§ Saved entries
──────────
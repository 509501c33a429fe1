//! Typed per-resource services and the account facade.

use http::{Method, StatusCode};
use std::fmt;
use std::marker::PhantomData;

use crate::api::decode_error;
use crate::classify::classify;
use crate::metadata::RequestMetadata;
use crate::resources::{Account, Client, DayEntry, Invoice, Project, Task, TaskAssignment, User};
use crate::{Api, Endpoint, Params, Resource, Result, Toggle};

const WHO_AM_I_PATH: &str = "account/who_am_i";

/// An [`Endpoint`] fixed to one resource type.
pub struct Service<T> {
    endpoint: Endpoint,
    _resource: PhantomData<fn() -> T>,
}

impl<T> Clone for Service<T> {
    fn clone(&self) -> Self {
        Self {
            endpoint: self.endpoint.clone(),
            _resource: PhantomData,
        }
    }
}

impl<T> fmt::Debug for Service<T> {
    fn fmt(&self, f: &mut fmt::Formatter<'_>) -> fmt::Result {
        f.debug_struct("Service")
            .field("path", &self.endpoint.path())
            .field("resource", &std::any::type_name::<T>())
            .finish()
    }
}

impl<T: Resource> Service<T> {
    pub fn new(api: &Api, path: impl Into<String>) -> Self {
        Self {
            endpoint: api.endpoint(path),
            _resource: PhantomData,
        }
    }

    pub fn path(&self) -> &str {
        self.endpoint.path()
    }

    pub async fn all(&self, params: Option<&Params>) -> Result<Vec<T>> {
        self.endpoint.all(params).await
    }

    pub async fn find(&self, id: u64, params: Option<&Params>) -> Result<T> {
        self.endpoint.find(id, params).await
    }

    /// Creates `resource` and returns its new id, which is also stored on it.
    pub async fn create(&self, resource: &mut T) -> Result<u64> {
        self.endpoint.create(resource).await
    }

    pub async fn update(&self, resource: &T) -> Result<()> {
        self.endpoint.update(resource).await
    }

    pub async fn delete(&self, resource: &T) -> Result<()> {
        self.endpoint.delete(resource).await
    }
}

impl<T: Toggle> Service<T> {
    /// Archives or reactivates `resource`, returning its new active state.
    pub async fn toggle(&self, resource: &mut T) -> Result<bool> {
        self.endpoint.toggle(resource).await
    }
}

/// Entry point to one Harvest account.
///
/// ```no_run
/// use harvest::{Api, Harvest, Params, ShortDate, Timeframe};
///
/// # async fn example() -> Result<(), harvest::Error> {
/// let harvest = Harvest::new(Api::builder().subdomain("acme")?.build()?);
///
/// let mut params = Params::new();
/// params.for_timeframe(&Timeframe::since(ShortDate::from_ymd(2014, 2, 1).unwrap()));
/// let entries = harvest.day_entries(42).all(Some(&params)).await?;
/// println!("{} entries", entries.len());
/// # Ok(())
/// # }
/// ```
#[derive(Clone)]
pub struct Harvest {
    api: Api,
}

impl Harvest {
    pub fn new(api: Api) -> Self {
        Self { api }
    }

    pub fn api(&self) -> &Api {
        &self.api
    }

    pub fn users(&self) -> Service<User> {
        Service::new(&self.api, "people")
    }

    pub fn projects(&self) -> Service<Project> {
        Service::new(&self.api, "projects")
    }

    pub fn clients(&self) -> Service<Client> {
        Service::new(&self.api, "clients")
    }

    pub fn tasks(&self) -> Service<Task> {
        Service::new(&self.api, "tasks")
    }

    pub fn invoices(&self) -> Service<Invoice> {
        Service::new(&self.api, "invoices")
    }

    /// Time entries logged against one project.
    pub fn day_entries(&self, project_id: u64) -> Service<DayEntry> {
        Service::new(&self.api, format!("projects/{}/entries", project_id))
    }

    /// Tasks assigned to one project.
    pub fn task_assignments(&self, project_id: u64) -> Service<TaskAssignment> {
        Service::new(&self.api, format!("projects/{}/task_assignments", project_id))
    }

    /// Fetches the authenticated user and their company.
    ///
    /// The response body is a plain object, not an envelope, so it is decoded
    /// directly. Any status other than `200` is classified.
    pub async fn account(&self) -> Result<Account> {
        let metadata = RequestMetadata::new(Method::GET, WHO_AM_I_PATH);
        let response = self.api.execute(metadata).await?;

        if response.status != StatusCode::OK {
            return Err(classify(&response));
        }

        serde_json::from_slice(&response.body).map_err(|e| decode_error(&response, e))
    }
}

#[cfg(test)]
mod tests {
    use super::*;

    #[test]
    fn test_service_paths() {
        let harvest = Harvest::new(Api::builder().subdomain("acme").unwrap().build().unwrap());

        assert_eq!(harvest.users().path(), "people");
        assert_eq!(harvest.projects().path(), "projects");
        assert_eq!(harvest.clients().path(), "clients");
        assert_eq!(harvest.tasks().path(), "tasks");
        assert_eq!(harvest.invoices().path(), "invoices");
        assert_eq!(harvest.day_entries(9).path(), "projects/9/entries");
        assert_eq!(harvest.task_assignments(9).path(), "projects/9/task_assignments");
    }
}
──────────
Reproduce the data in full, precisely as given.

repository 509501c33a429fe1
//! Typed per-resource services and the account facade.

use http::{Method, StatusCode};
use std::fmt;
use std::marker::PhantomData;

use crate::api::decode_error;
use crate::classify::classify;
use crate::metadata::RequestMetadata;
use crate::resources::{Account, Client, DayEntry, Invoice, Project, Task, TaskAssignment, User};
use crate::{Api, Endpoint, Params, Resource, Result, Toggle};

const WHO_AM_I_PATH: &str = "account/who_am_i";

/// An [`Endpoint`] fixed to one resource type.
pub struct Service<T> {
    endpoint: Endpoint,
    _resource: PhantomData<fn() -> T>,
}

impl<T> Clone for Service<T> {
    fn clone(&self) -> Self {
        Self {
            endpoint: self.endpoint.clone(),
            _resource: PhantomData,
        }
    }
}

impl<T> fmt::Debug for Service<T> {
    fn fmt(&self, f: &mut fmt::Formatter<'_>) -> fmt::Result {
        f.debug_struct("Service")
            .field("path", &self.endpoint.path())
            .field("resource", &std::any::type_name::<T>())
            .finish()
    }
}

impl<T: Resource> Service<T> {
    pub fn new(api: &Api, path: impl Into<String>) -> Self {
        Self {
            endpoint: api.endpoint(path),
            _resource: PhantomData,
        }
    }

    pub fn path(&self) -> &str {
        self.endpoint.path()
    }

    pub async fn all(&self, params: Option<&Params>) -> Result<Vec<T>> {
        self.endpoint.all(params).await
    }

    pub async fn find(&self, id: u64, params: Option<&Params>) -> Result<T> {
        self.endpoint.find(id, params).await
    }

    /// Creates `resource` and returns its new id, which is also stored on it.
    pub async fn create(&self, resource: &mut T) -> Result<u64> {
        self.endpoint.create(resource).await
    }

    pub async fn update(&self, resource: &T) -> Result<()> {
        self.endpoint.update(resource).await
    }

    pub async fn delete(&self, resource: &T) -> Result<()> {
        self.endpoint.delete(resource).await
    }
}

impl<T: Toggle> Service<T> {
    /// Archives or reactivates `resource`, returning its new active state.
    pub async fn toggle(&self, resource: &mut T) -> Result<bool> {
        self.endpoint.toggle(resource).await
    }
}

/// Entry point to one Harvest account.
///
/// ```no_run
/// use harvest::{Api, Harvest, Params, ShortDate, Timeframe};
///
/// # async fn example() -> Result<(), harvest::Error> {
/// let harvest = Harvest::new(Api::builder().subdomain("acme")?.build()?);
///
/// let mut params = Params::new();
/// params.for_timeframe(&Timeframe::since(ShortDate::from_ymd(2014, 2, 1).unwrap()));
/// let entries = harvest.day_entries(42).all(Some(&params)).await?;
/// println!("{} entries", entries.len());
/// # Ok(())
/// # }
/// ```
#[derive(Clone)]
pub struct Harvest {
    api: Api,
}

impl Harvest {
    pub fn new(api: Api) -> Self {
        Self { api }
    }

    pub fn api(&self) -> &Api {
        &self.api
    }

    pub fn users(&self) -> Service<User> {
        Service::new(&self.api, "people")
    }

    pub fn projects(&self) -> Service<Project> {
        Service::new(&self.api, "projects")
    }

    pub fn clients(&self) -> Service<Client> {
        Service::new(&self.api, "clients")
    }

    pub fn tasks(&self) -> Service<Task> {
        Service::new(&self.api, "tasks")
    }

    pub fn invoices(&self) -> Service<Invoice> {
        Service::new(&self.api, "invoices")
    }

    /// Time entries logged against one project.
    pub fn day_entries(&self, project_id: u64) -> Service<DayEntry> {
        Service::new(&self.api, format!("projects/{}/entries", project_id))
    }

    /// Tasks assigned to one project.
    pub fn task_assignments(&self, project_id: u64) -> Service<TaskAssignment> {
        Service::new(&self.api, format!("projects/{}/task_assignments", project_id))
    }

    /// Fetches the authenticated user and their company.
    ///
    /// The response body is a plain object, not an envelope, so it is decoded
    /// directly. Any status other than `200` is classified.
    pub async fn account(&self) -> Result<Account> {
        let metadata = RequestMetadata::new(Method::GET, WHO_AM_I_PATH);
        let response = self.api.execute(metadata).await?;

        if response.status != StatusCode::OK {
            return Err(classify(&response));
        }

        serde_json::from_slice(&response.body).map_err(|e| decode_error(&response, e))
    }
}

#[cfg(test)]
mod tests {
    use super::*;

    #[test]
    fn test_service_paths() {
        let harvest = Harvest::new(Api::builder().subdomain("acme").unwrap().build().unwrap());

        assert_eq!(harvest.users().path(), "people");
        assert_eq!(harvest.projects().path(), "projects");
        assert_eq!(harvest.clients().path(), "clients");
        assert_eq!(harvest.tasks().path(), "tasks");
        assert_eq!(harvest.invoices().path(), "invoices");
        assert_eq!(harvest.day_entries(9).path(), "projects/9/entries");
        assert_eq!(harvest.task_assignments(9).path(), "projects/9/task_assignments");
    }
}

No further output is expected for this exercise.